[Activity] The required result is every line of the records that includes "needle".

Collected data
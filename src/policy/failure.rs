// Copyright (c) 2025-2026 Adrian Robinson. Licensed under the AGPL-3.0.
// See LICENSE file in the project root for full license text.

//! Typed shard failures and the filters that match them.

use std::fmt;
use std::sync::Arc;

/// Category of a shard failure.
#[derive(Debug, Clone, PartialEq, Eq, Hash)]
pub enum ErrorCategory {
    /// A projection failed while applying an event.
    ApplyEvent,
    /// Numeric overflow, division by zero and the like.
    Arithmetic,
    /// Event payload could not be decoded.
    Deserialization,
    /// Events could not be loaded from the log.
    EventFetch,
    /// Shard progress could not be persisted.
    ProgressUpdate,
    /// An operation exceeded its deadline.
    Timeout,
    /// Application-defined category.
    Custom(String),
}

impl fmt::Display for ErrorCategory {
    fn fmt(&self, f: &mut fmt::Formatter<'_>) -> fmt::Result {
        match self {
            ErrorCategory::ApplyEvent => write!(f, "ApplyEvent"),
            ErrorCategory::Arithmetic => write!(f, "Arithmetic"),
            ErrorCategory::Deserialization => write!(f, "Deserialization"),
            ErrorCategory::EventFetch => write!(f, "EventFetch"),
            ErrorCategory::ProgressUpdate => write!(f, "ProgressUpdate"),
            ErrorCategory::Timeout => write!(f, "Timeout"),
            ErrorCategory::Custom(name) => write!(f, "{}", name),
        }
    }
}

/// A failure raised by a projection shard.
///
/// Failures nest: an apply failure typically wraps the cause that
/// triggered it.
///
/// ```rust
/// use projection_progress::policy::{ErrorCategory, ShardError};
///
/// let err = ShardError::apply(ShardError::new(ErrorCategory::Arithmetic, "divide by zero"));
/// assert_eq!(err.category, ErrorCategory::ApplyEvent);
/// assert_eq!(err.inner_category(), Some(&ErrorCategory::Arithmetic));
/// ```
#[derive(Debug, Clone, PartialEq, Eq)]
pub struct ShardError {
    pub category: ErrorCategory,
    pub message: String,
    pub inner: Option<Box<ShardError>>,
}

impl ShardError {
    pub fn new(category: ErrorCategory, message: impl Into<String>) -> Self {
        Self {
            category,
            message: message.into(),
            inner: None,
        }
    }

    /// Wrap `cause` in an apply failure.
    pub fn apply(cause: ShardError) -> Self {
        let message = format!("apply failed: {}", cause.message);
        Self::new(ErrorCategory::ApplyEvent, message).with_inner(cause)
    }

    pub fn with_inner(mut self, inner: ShardError) -> Self {
        self.inner = Some(Box::new(inner));
        self
    }

    pub fn inner_category(&self) -> Option<&ErrorCategory> {
        self.inner.as_ref().map(|inner| &inner.category)
    }
}

impl fmt::Display for ShardError {
    fn fmt(&self, f: &mut fmt::Formatter<'_>) -> fmt::Result {
        write!(f, "{}: {}", self.category, self.message)
    }
}

impl std::error::Error for ShardError {
    fn source(&self) -> Option<&(dyn std::error::Error + 'static)> {
        self.inner
            .as_deref()
            .map(|inner| inner as &(dyn std::error::Error + 'static))
    }
}

type Predicate = Arc<dyn Fn(&ShardError) -> bool + Send + Sync>;

/// Conjunction of conditions over a [`ShardError`].
///
/// An empty filter matches every failure.
#[derive(Clone, Default)]
pub struct FailureFilter {
    category: Option<ErrorCategory>,
    inner_category: Option<ErrorCategory>,
    message_contains: Option<String>,
    predicates: Vec<Predicate>,
}

impl FailureFilter {
    /// Matches any failure.
    pub fn any() -> Self {
        Self::default()
    }

    /// Matches failures of `category`.
    pub fn category(category: ErrorCategory) -> Self {
        Self {
            category: Some(category),
            ..Self::default()
        }
    }

    /// Additionally require the directly wrapped failure to be `category`.
    pub fn and_inner(mut self, category: ErrorCategory) -> Self {
        self.inner_category = Some(category);
        self
    }

    /// Additionally require the message to contain `needle`.
    pub fn and_message_contains(mut self, needle: impl Into<String>) -> Self {
        self.message_contains = Some(needle.into());
        self
    }

    /// Additionally require an arbitrary predicate.
    pub fn and_matching<F>(mut self, predicate: F) -> Self
    where
        F: Fn(&ShardError) -> bool + Send + Sync + 'static,
    {
        self.predicates.push(Arc::new(predicate));
        self
    }

    pub fn matches(&self, error: &ShardError) -> bool {
        if let Some(category) = &self.category {
            if &error.category != category {
                return false;
            }
        }
        if let Some(inner) = &self.inner_category {
            if error.inner_category() != Some(inner) {
                return false;
            }
        }
        if let Some(needle) = &self.message_contains {
            if !error.message.contains(needle.as_str()) {
                return false;
            }
        }
        self.predicates.iter().all(|predicate| predicate(error))
    }
}

impl fmt::Debug for FailureFilter {
    fn fmt(&self, f: &mut fmt::Formatter<'_>) -> fmt::Result {
        f.debug_struct("FailureFilter")
            .field("category", &self.category)
            .field("inner_category", &self.inner_category)
            .field("message_contains", &self.message_contains)
            .field("predicates", &self.predicates.len())
            .finish()
    }
}

#[cfg(test)]
mod tests {
    use super::*;
    use std::error::Error;

    fn arithmetic_apply() -> ShardError {
        ShardError::apply(ShardError::new(ErrorCategory::Arithmetic, "overflow in fare total"))
    }

    #[test]
    fn test_apply_wraps_cause() {
        let err = arithmetic_apply();
        assert_eq!(err.category, ErrorCategory::ApplyEvent);
        assert_eq!(err.inner_category(), Some(&ErrorCategory::Arithmetic));
        assert!(err.source().is_some());
        assert_eq!(err.to_string(), "ApplyEvent: apply failed: overflow in fare total");
    }

    #[test]
    fn test_empty_filter_matches_everything() {
        assert!(FailureFilter::any().matches(&arithmetic_apply()));
        assert!(FailureFilter::any().matches(&ShardError::new(ErrorCategory::Timeout, "")));
    }

    #[test]
    fn test_category_and_inner_are_anded() {
        let filter = FailureFilter::category(ErrorCategory::ApplyEvent).and_inner(ErrorCategory::Arithmetic);
        assert!(filter.matches(&arithmetic_apply()));

        let plain = ShardError::new(ErrorCategory::ApplyEvent, "boom");
        assert!(!filter.matches(&plain));

        let other_inner =
            ShardError::apply(ShardError::new(ErrorCategory::Deserialization, "bad json"));
        assert!(!filter.matches(&other_inner));
    }

    #[test]
    fn test_message_filter() {
        let filter = FailureFilter::any().and_message_contains("fare");
        assert!(filter.matches(&arithmetic_apply()));
        assert!(!filter.matches(&ShardError::new(ErrorCategory::Timeout, "slow")));
    }

    #[test]
    fn test_custom_predicate() {
        let filter = FailureFilter::category(ErrorCategory::Custom("Geo".to_string()))
            .and_matching(|e| e.message.len() > 3);
        assert!(filter.matches(&ShardError::new(ErrorCategory::Custom("Geo".to_string()), "bad polygon")));
        assert!(!filter.matches(&ShardError::new(ErrorCategory::Custom("Geo".to_string()), "x")));
        assert!(!filter.matches(&ShardError::new(ErrorCategory::Custom("Map".to_string()), "bad polygon")));
    }
}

[Task result]
    /// Additionally require the message to contain `needle`.
    pub fn and_message_contains(mut self, needle: impl Into<String>) -> Self {
        self.message_contains = Some(needle.into());
        if let Some(needle) = &self.message_contains {
            if !error.message.contains(needle.as_str()) {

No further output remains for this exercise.